Olympia-kanute tauscht paddel gegen spargel: anton winkelmanns überraschender karrierewechsel
- Ein überraschender wechsel: vom kanu zum spargel
- Olympia 2024: der höhepunkt und der wendepunkt
- Die tiefe verbundenheit zur landwirtschaft
- Parallelen zwischen sport und landwirtschaft
- Reaktionen aus der region und dem kanu-bund
- Hanisch: „anton ist ein extremist“
- Keine entscheidung aus mangel an unterstützung
Ein überraschender wechsel: vom kanu zum spargel
Anton Winkelmann, einst eine große Hoffnung des deutschen Kanu-Sports, hat eine unerwartete Entscheidung getroffen.
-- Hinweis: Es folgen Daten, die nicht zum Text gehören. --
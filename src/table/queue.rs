use std::collections::HashMap;
use std::fmt;

use serde::{Deserialize, Serialize};
use tracing::{info, warn};

use crate::error::{ExpensiaError, Result};
use crate::models::{LocalKey, RecordRef, TransactionFields, TransactionId};
use crate::store::RecordStore;

/// One user intent waiting to reach the store.
#[derive(Debug, Clone, PartialEq)]
pub enum PendingMutation {
    Add { key: LocalKey, fields: TransactionFields },
    Edit { target: RecordRef, fields: TransactionFields },
    Delete { target: RecordRef },
}

impl fmt::Display for PendingMutation {
    fn fmt(&self, f: &mut fmt::Formatter<'_>) -> fmt::Result {
        match self {
            PendingMutation::Add { fields, .. } => {
                write!(f, "add {} {:.2} {}", fields.date, fields.amount, fields.tag)
            }
            PendingMutation::Edit { target, .. } => write!(f, "edit {target}"),
            PendingMutation::Delete { target } => write!(f, "delete {target}"),
        }
    }
}

#[derive(Debug, Clone, Copy, Default, PartialEq, Eq)]
pub enum QueueState {
    #[default]
    Empty,
    Accumulating,
    Flushing,
}

/// What happens to mutations the store rejected during a flush.
#[derive(Debug, Clone, Copy, Default, PartialEq, Eq, Serialize, Deserialize)]
#[serde(rename_all = "lowercase")]
pub enum FlushPolicy {
    /// Report and drop them.
    #[default]
    Discard,
    /// Report them and keep them queued for the next flush.
    Requeue,
}

impl FlushPolicy {
    pub fn parse(s: &str) -> Option<Self> {
        match s.trim().to_lowercase().as_str() {
            "discard" => Some(FlushPolicy::Discard),
            "requeue" => Some(FlushPolicy::Requeue),
            _ => None,
        }
    }
}

#[derive(Debug)]
pub struct FlushFailure {
    pub mutation: PendingMutation,
    pub error: ExpensiaError,
}

#[derive(Debug, Default)]
pub struct FlushReport {
    pub applied: usize,
    pub failures: Vec<FlushFailure>,
    /// Mutations kept for the next flush under [FlushPolicy::Requeue].
    pub requeued: usize,
}

impl FlushReport {
    pub fn is_clean(&self) -> bool {
        self.failures.is_empty()
    }

    pub fn attempted(&self) -> usize {
        self.applied + self.failures.len()
    }
}

/// Ordered outbox of pending mutations. Replayed in enqueue order, no
/// coalescing.
#[derive(Debug, Default)]
pub struct MutationQueue {
    pending: Vec<PendingMutation>,
    state: QueueState,
}

impl MutationQueue {
    pub fn new() -> Self {
        Self::default()
    }

    pub fn is_empty(&self) -> bool {
        self.pending.is_empty()
    }

    pub fn pending(&self) -> &[PendingMutation] {
        &self.pending
    }

    pub fn enqueue(&mut self, mutation: PendingMutation) -> Result<()> {
        if self.state == QueueState::Flushing {
            return Err(ExpensiaError::QueueBusy);
        }
        self.pending.push(mutation);
        self.state = QueueState::Accumulating;
        Ok(())
    }

    fn begin_flush(&mut self) -> Vec<PendingMutation> {
        self.state = QueueState::Flushing;
        std::mem::take(&mut self.pending)
    }

    fn finish_flush(&mut self, retained: Vec<PendingMutation>) {
        self.pending = retained;
        self.state = if self.pending.is_empty() {
            QueueState::Empty
        } else {
            QueueState::Accumulating
        };
    }

    /// Apply every pending mutation to `store` in order. Each one is attempted
    /// even after an earlier failure; failures come back together in the
    /// report. The queue ends empty unless `policy` requeues failures.
    pub fn flush(&mut self, store: &mut dyn RecordStore, policy: FlushPolicy) -> FlushReport {
        let batch = self.begin_flush();
        let mut report = FlushReport::default();
        let mut created: HashMap<LocalKey, TransactionId> = HashMap::new();
        let mut retained = Vec::new();

        for mutation in batch {
            match apply(store, &mutation, &mut created) {
                Ok(()) => report.applied += 1,
                Err(error) => {
                    warn!(%mutation, %error, "store rejected mutation");
                    if policy == FlushPolicy::Requeue {
                        retained.push(resolve_targets(&mutation, &created));
                    }
                    report.failures.push(FlushFailure { mutation, error });
                }
            }
        }

        report.requeued = retained.len();
        self.finish_flush(retained);
        info!(
            applied = report.applied,
            failed = report.failures.len(),
            requeued = report.requeued,
            "flushed mutation queue"
        );
        report
    }
}

fn resolve(target: RecordRef, created: &HashMap<LocalKey, TransactionId>) -> Result<TransactionId> {
    match target {
        RecordRef::Stored(id) => Ok(id),
        RecordRef::Local(key) => created
            .get(&key)
            .copied()
            .ok_or_else(|| ExpensiaError::UnknownRecord(target.to_string())),
    }
}

fn apply(
    store: &mut dyn RecordStore,
    mutation: &PendingMutation,
    created: &mut HashMap<LocalKey, TransactionId>,
) -> Result<()> {
    match mutation {
        PendingMutation::Add { key, fields } => {
            let id = store.create(fields)?;
            created.insert(*key, id);
        }
        PendingMutation::Edit { target, fields } => store.update(resolve(*target, created)?, fields)?,
        PendingMutation::Delete { target } => store.delete(resolve(*target, created)?)?,
    }
    Ok(())
}

/// Point local targets at ids created earlier in the same flush, so a retry
/// does not depend on an add that already went through.
fn resolve_targets(mutation: &PendingMutation, created: &HashMap<LocalKey, TransactionId>) -> PendingMutation {
    let rewrite = |target: RecordRef| match target {
        RecordRef::Local(key) => created.get(&key).map_or(target, |&id| RecordRef::Stored(id)),
        stored => stored,
    };
    match mutation {
        PendingMutation::Add { .. } => mutation.clone(),
        PendingMutation::Edit { target, fields } => PendingMutation::Edit {
            target: rewrite(*target),
            fields: fields.clone(),
        },
        PendingMutation::Delete { target } => PendingMutation::Delete { target: rewrite(*target) },
    }
}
Der 22-Jährige beendet seine Karriere als Leistungssportler, um sich stattdessen dem Familienbetrieb, dem bekannten Spargelhof Klaistow in Brandenburg, zu widmen. Dieser Schritt ist so außergewöhnlich wie überraschend und wirft ein neues Licht auf die Prioritäten des jungen Athleten.
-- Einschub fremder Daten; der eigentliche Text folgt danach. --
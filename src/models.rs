use std::fmt;

/// Identifier assigned by the record store when a transaction is persisted.
pub type TransactionId = i64;

/// A transaction as held in memory by the table engine.
///
/// `amount` is `None` when the stored value could not be read as a number and
/// `date` is kept verbatim even when malformed, so anomalies in existing data
/// never drop a row.
#[derive(Debug, Clone, PartialEq)]
pub struct TransactionRecord {
    pub id: Option<TransactionId>,
    pub date: String,
    pub amount: Option<f64>,
    pub tag: String,
    pub description: String,
}

impl TransactionRecord {
    pub fn from_fields(id: Option<TransactionId>, fields: &TransactionFields) -> Self {
        Self {
            id,
            date: fields.date.clone(),
            amount: Some(fields.amount),
            tag: fields.tag.clone(),
            description: fields.description.clone(),
        }
    }

    /// Year and month slices of a well-formed `YYYY-MM-DD` date.
    pub fn year_month(&self) -> Option<(&str, &str)> {
        if !is_canonical_date(&self.date) {
            return None;
        }
        Some((&self.date[0..4], &self.date[5..7]))
    }
}

/// Validated field values for a create or update.
#[derive(Debug, Clone, PartialEq)]
pub struct TransactionFields {
    pub date: String,
    pub amount: f64,
    pub tag: String,
    pub description: String,
}

/// Raw form input, exactly as typed by the user.
#[derive(Debug, Clone, Default, PartialEq, Eq)]
pub struct TransactionInput {
    pub date: String,
    pub amount: String,
    pub tag: String,
    pub description: String,
}

impl From<&TransactionRecord> for TransactionInput {
    fn from(record: &TransactionRecord) -> Self {
        Self {
            date: record.date.clone(),
            amount: record.amount.map(|a| format!("{a:.2}")).unwrap_or_default(),
            tag: record.tag.clone(),
            description: record.description.clone(),
        }
    }
}

/// Engine-local handle for a row, stable across re-sorts and re-filters.
#[derive(Debug, Clone, Copy, PartialEq, Eq, Hash, PartialOrd, Ord)]
pub struct LocalKey(pub u64);

/// Target of an edit or delete: a persisted id, or a row added in this
/// session that the store has not assigned an id to yet.
#[derive(Debug, Clone, Copy, PartialEq, Eq, Hash)]
pub enum RecordRef {
    Stored(TransactionId),
    Local(LocalKey),
}

impl fmt::Display for RecordRef {
    fn fmt(&self, f: &mut fmt::Formatter<'_>) -> fmt::Result {
        match self {
            RecordRef::Stored(id) => write!(f, "#{id}"),
            RecordRef::Local(key) => write!(f, "unsaved row {}", key.0),
        }
    }
}

/// Fixed-width, zero-padded `YYYY-MM-DD` shape check.
pub fn is_canonical_date(date: &str) -> bool {
    let b = date.as_bytes();
    b.len() == 10
        && b[4] == b'-'
        && b[7] == b'-'
        && b.iter()
            .enumerate()
            .all(|(i, c)| i == 4 || i == 7 || c.is_ascii_digit())
}

#[cfg(test)]
mod tests {
    use super::*;

    fn record(date: &str) -> TransactionRecord {
        TransactionRecord {
            id: Some(1),
            date: date.to_string(),
            amount: Some(1.0),
            tag: String::new(),
            description: String::new(),
        }
    }

    #[test]
    fn test_canonical_date_shape() {
        assert!(is_canonical_date("2024-01-15"));
        assert!(!is_canonical_date("2024-1-15"));
        assert!(!is_canonical_date("15/01/2024"));
        assert!(!is_canonical_date("2024-01-15 "));
        assert!(!is_canonical_date(""));
    }

    #[test]
    fn test_year_month_of_malformed_date_is_none() {
        assert_eq!(record("2024-03-09").year_month(), Some(("2024", "03")));
        assert_eq!(record("19/21/2024").year_month(), None);
    }

    #[test]
    fn test_input_from_record_formats_amount() {
        let mut r = record("2024-03-09");
        r.amount = Some(-50.0);
        assert_eq!(TransactionInput::from(&r).amount, "-50.00");
        r.amount = None;
        assert_eq!(TransactionInput::from(&r).amount, "");
    }
}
Olympia 2024: der höhepunkt und der wendepunkt
Winkelmann nahm 2024 an den Olympischen Spielen in Paris teil und erreichte dort den 10. Platz im Kajak-Einer über 1.000 Meter. Obwohl weitere Erfolge durchaus möglich gewesen wären, fehlte ihm die Motivation für die weitere sportliche Laufbahn. Die Teilnahme an Olympia war für ihn der erhoffte Höhepunkt, und er suchte nach neuen Herausforderungen.
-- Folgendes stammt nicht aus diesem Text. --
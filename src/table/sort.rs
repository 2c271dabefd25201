use std::cmp::Ordering;

use crate::models::{is_canonical_date, TransactionRecord};

#[derive(Debug, Clone, Copy, PartialEq, Eq)]
pub enum SortColumn {
    Date,
    Amount,
    Tag,
    Description,
}

impl SortColumn {
    pub fn label(self) -> &'static str {
        match self {
            SortColumn::Date => "Date",
            SortColumn::Amount => "Amount",
            SortColumn::Tag => "Tag",
            SortColumn::Description => "Description",
        }
    }

    pub fn parse(s: &str) -> Option<Self> {
        match s.trim().to_lowercase().as_str() {
            "date" => Some(SortColumn::Date),
            "amount" => Some(SortColumn::Amount),
            "tag" => Some(SortColumn::Tag),
            "description" | "desc" => Some(SortColumn::Description),
            _ => None,
        }
    }
}

/// Active sort column and direction. `column == None` keeps insertion order.
#[derive(Debug, Clone, Copy, PartialEq, Eq)]
pub struct SortState {
    pub column: Option<SortColumn>,
    pub ascending: bool,
}

impl Default for SortState {
    fn default() -> Self {
        Self {
            column: None,
            ascending: true,
        }
    }
}

impl SortState {
    /// Header click: reselecting the active column flips the direction, a new
    /// column starts ascending.
    pub fn select(&mut self, column: SortColumn) {
        if self.column == Some(column) {
            self.ascending = !self.ascending;
        } else {
            self.column = Some(column);
            self.ascending = true;
        }
    }

    pub fn indicator(&self, column: SortColumn) -> &'static str {
        match (self.column == Some(column), self.ascending) {
            (false, _) => "",
            (true, true) => " \u{25b2}",
            (true, false) => " \u{25bc}",
        }
    }
}

/// Precomputed comparison key. `None` (unreadable amount, malformed date)
/// orders before every real value.
#[derive(Debug)]
enum SortKey {
    Text(Option<String>),
    Number(Option<f64>),
}

impl SortKey {
    fn of(record: &TransactionRecord, column: SortColumn) -> Self {
        match column {
            SortColumn::Date => {
                SortKey::Text(is_canonical_date(&record.date).then(|| record.date.clone()))
            }
            SortColumn::Amount => SortKey::Number(record.amount),
            SortColumn::Tag => SortKey::Text(Some(record.tag.to_lowercase())),
            SortColumn::Description => SortKey::Text(Some(record.description.to_lowercase())),
        }
    }

    fn compare(&self, other: &Self) -> Ordering {
        match (self, other) {
            (SortKey::Text(a), SortKey::Text(b)) => a.cmp(b),
            (SortKey::Number(a), SortKey::Number(b)) => match (a, b) {
                (Some(a), Some(b)) => a.total_cmp(b),
                (None, None) => Ordering::Equal,
                (None, Some(_)) => Ordering::Less,
                (Some(_), None) => Ordering::Greater,
            },
            // Keys for one pass always come from the same column.
            (SortKey::Text(_), SortKey::Number(_)) => Ordering::Less,
            (SortKey::Number(_), SortKey::Text(_)) => Ordering::Greater,
        }
    }
}

/// Stable sort of `visible` (indices into `records`) by one column.
/// Equal keys keep their incoming relative order in both directions.
pub fn sort(records: &[TransactionRecord], visible: &mut Vec<usize>, column: SortColumn, ascending: bool) {
    let mut keyed: Vec<(SortKey, usize)> = visible
        .iter()
        .map(|&i| (SortKey::of(&records[i], column), i))
        .collect();

    keyed.sort_by(|(a, _), (b, _)| {
        let ord = a.compare(b);
        if ascending {
            ord
        } else {
            ord.reverse()
        }
    });

    visible.clear();
    visible.extend(keyed.into_iter().map(|(_, i)| i));
}

#[cfg(test)]
mod tests {
    use super::*;

    fn rec(id: i64, date: &str, amount: Option<f64>, tag: &str, desc: &str) -> TransactionRecord {
        TransactionRecord {
            id: Some(id),
            date: date.to_string(),
            amount,
            tag: tag.to_string(),
            description: desc.to_string(),
        }
    }

    fn ids(records: &[TransactionRecord], idx: &[usize]) -> Vec<i64> {
        idx.iter().filter_map(|&i| records[i].id).collect()
    }

    fn sorted(records: &[TransactionRecord], column: SortColumn, ascending: bool) -> Vec<usize> {
        let mut visible: Vec<usize> = (0..records.len()).collect();
        sort(records, &mut visible, column, ascending);
        visible
    }

    #[test]
    fn test_amount_ascending() {
        let records = vec![
            rec(1, "2024-01-15", Some(250.0), "Food", "Groceries"),
            rec(2, "2024-01-14", Some(-50.0), "Transport", "Gas"),
        ];
        assert_eq!(ids(&records, &sorted(&records, SortColumn::Amount, true)), vec![2, 1]);
    }

    #[test]
    fn test_amount_is_numeric_not_lexicographic() {
        let records = vec![
            rec(1, "2024-01-01", Some(100.0), "a", ""),
            rec(2, "2024-01-01", Some(9.0), "a", ""),
            rec(3, "2024-01-01", Some(-1000.0), "a", ""),
        ];
        assert_eq!(ids(&records, &sorted(&records, SortColumn::Amount, true)), vec![3, 2, 1]);
    }

    #[test]
    fn test_date_order_is_chronological() {
        let records = vec![
            rec(1, "2024-03-01", Some(1.0), "a", ""),
            rec(2, "2024-01-10", Some(1.0), "a", ""),
            rec(3, "2023-12-31", Some(1.0), "a", ""),
        ];
        assert_eq!(ids(&records, &sorted(&records, SortColumn::Date, true)), vec![3, 2, 1]);
    }

    #[test]
    fn test_text_columns_ignore_case() {
        let records = vec![
            rec(1, "2024-01-01", Some(1.0), "banana", "Zed"),
            rec(2, "2024-01-01", Some(1.0), "Apple", "alpha"),
            rec(3, "2024-01-01", Some(1.0), "cherry", "Mid"),
        ];
        assert_eq!(ids(&records, &sorted(&records, SortColumn::Tag, true)), vec![2, 1, 3]);
        assert_eq!(ids(&records, &sorted(&records, SortColumn::Description, true)), vec![2, 3, 1]);
    }

    #[test]
    fn test_unparseable_keys_sort_as_minimum() {
        let records = vec![
            rec(1, "2024-01-01", Some(-500.0), "a", ""),
            rec(2, "not a date", None, "a", ""),
            rec(3, "2023-01-01", Some(5.0), "a", ""),
        ];
        assert_eq!(ids(&records, &sorted(&records, SortColumn::Amount, true)), vec![2, 1, 3]);
        assert_eq!(ids(&records, &sorted(&records, SortColumn::Date, true)), vec![2, 3, 1]);
        assert_eq!(ids(&records, &sorted(&records, SortColumn::Amount, false)), vec![3, 1, 2]);
    }

    #[test]
    fn test_ties_keep_prior_order_in_both_directions() {
        let records = vec![
            rec(1, "2024-01-01", Some(10.0), "a", ""),
            rec(2, "2024-01-02", Some(10.0), "a", ""),
            rec(3, "2024-01-03", Some(5.0), "a", ""),
            rec(4, "2024-01-04", Some(10.0), "a", ""),
        ];
        assert_eq!(ids(&records, &sorted(&records, SortColumn::Amount, true)), vec![3, 1, 2, 4]);
        assert_eq!(ids(&records, &sorted(&records, SortColumn::Amount, false)), vec![1, 2, 4, 3]);
    }

    #[test]
    fn test_resorting_same_key_is_idempotent() {
        let records = vec![
            rec(1, "2024-01-01", Some(10.0), "b", ""),
            rec(2, "2024-01-02", Some(10.0), "a", ""),
            rec(3, "2024-01-03", Some(5.0), "b", ""),
        ];
        let mut visible: Vec<usize> = (0..records.len()).collect();
        sort(&records, &mut visible, SortColumn::Tag, true);
        let once = visible.clone();
        sort(&records, &mut visible, SortColumn::Tag, true);
        assert_eq!(visible, once);
    }

    #[test]
    fn test_descending_reverses_distinct_keys() {
        let records = vec![
            rec(1, "2024-03-01", Some(1.0), "a", ""),
            rec(2, "2024-01-10", Some(2.0), "a", ""),
        ];
        let asc = sorted(&records, SortColumn::Date, true);
        let mut desc = sorted(&records, SortColumn::Date, false);
        desc.reverse();
        assert_eq!(asc, desc);
    }

    #[test]
    fn test_select_toggles_and_resets() {
        let mut state = SortState::default();
        state.select(SortColumn::Date);
        assert_eq!(state, SortState { column: Some(SortColumn::Date), ascending: true });
        state.select(SortColumn::Date);
        assert!(!state.ascending);
        state.select(SortColumn::Amount);
        assert_eq!(state, SortState { column: Some(SortColumn::Amount), ascending: true });
    }

    #[test]
    fn test_parse_column() {
        assert_eq!(SortColumn::parse("Amount"), Some(SortColumn::Amount));
        assert_eq!(SortColumn::parse("desc"), Some(SortColumn::Description));
        assert_eq!(SortColumn::parse("id"), None);
    }
}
Die tiefe verbundenheit zur landwirtschaft
Schon lange hegte Winkelmann den Wunsch, Agrarwissenschaften zu studieren. Der Betrieb seiner Familie, gegründet 1990, hat sich zu einem bedeutenden Unternehmen im Spargelanbau entwickelt. Der Übergang in den Familienbetrieb war für ihn daher eine logische Konsequenz. “Ich habe im Sport das erreicht, was ich erreichen wollte”, so Winkelmann.
Parallelen zwischen sport und landwirtschaft
Winkelmann sieht viele Gemeinsamkeiten zwischen dem Leistungssport und der Arbeit auf dem Hof. “Die Arbeit ist weniger Beruf, sondern viel mehr eine Berufung. Der Hof war immer ein Thema zu Hause. Man brennt dafür.” Er betont die Leidenschaft und das Engagement, die in beiden Bereichen erforderlich sind. Gemeinsam mit seinem Bruder möchte er in Zukunft den Betrieb übernehmen.

Reaktionen aus der region und dem kanu-bund
Der Bürgermeister der Spargelstadt Beelitz, Bernhardt Knuth, zeigte sich beeindruckt von dieser Entscheidung. Er würdigte Winkelmanns Schritt als “Zeichen von wahrer Größe”. Auch Kanu-Bundestrainer Arndt Hanisch äußerte sich respektvoll, zeigte aber auch ein wenig Enttäuschung über den Verlust eines talentierten Athleten.

Hanisch: „anton ist ein extremist“
Hanisch beschrieb Winkelmann als einen Athleten, der sich voll und ganz seinen Zielen verschrieben hat. “Mit Anton konnte man über ganz viele Dinge reden, so auch über Landwirtschaft. Ich habe ihm mal gesagt, dass Spargel für mich immer gleich schmeckt. Da hat er mir fünf Stunden lang die Unterschiede im Spargelanbau und die verschiedenen Geschmacksrichtungen erklärt.” Hanisch ist überzeugt, dass Winkelmann auch in seinem neuen Beruf erfolgreich sein wird.
Keine entscheidung aus mangel an unterstützung
Winkelmanns Entscheidung fiel nicht aufgrund fehlender Förderung oder mangelnden Ansehens. Es war vielmehr sein eigener Wunsch, sich seiner zweiten großen Leidenschaft zu widmen. Er wird in Zukunft vielleicht stolz Spargel statt Medaillen präsentieren – ein Beweis dafür, dass Erfolg viele Gesichter hat.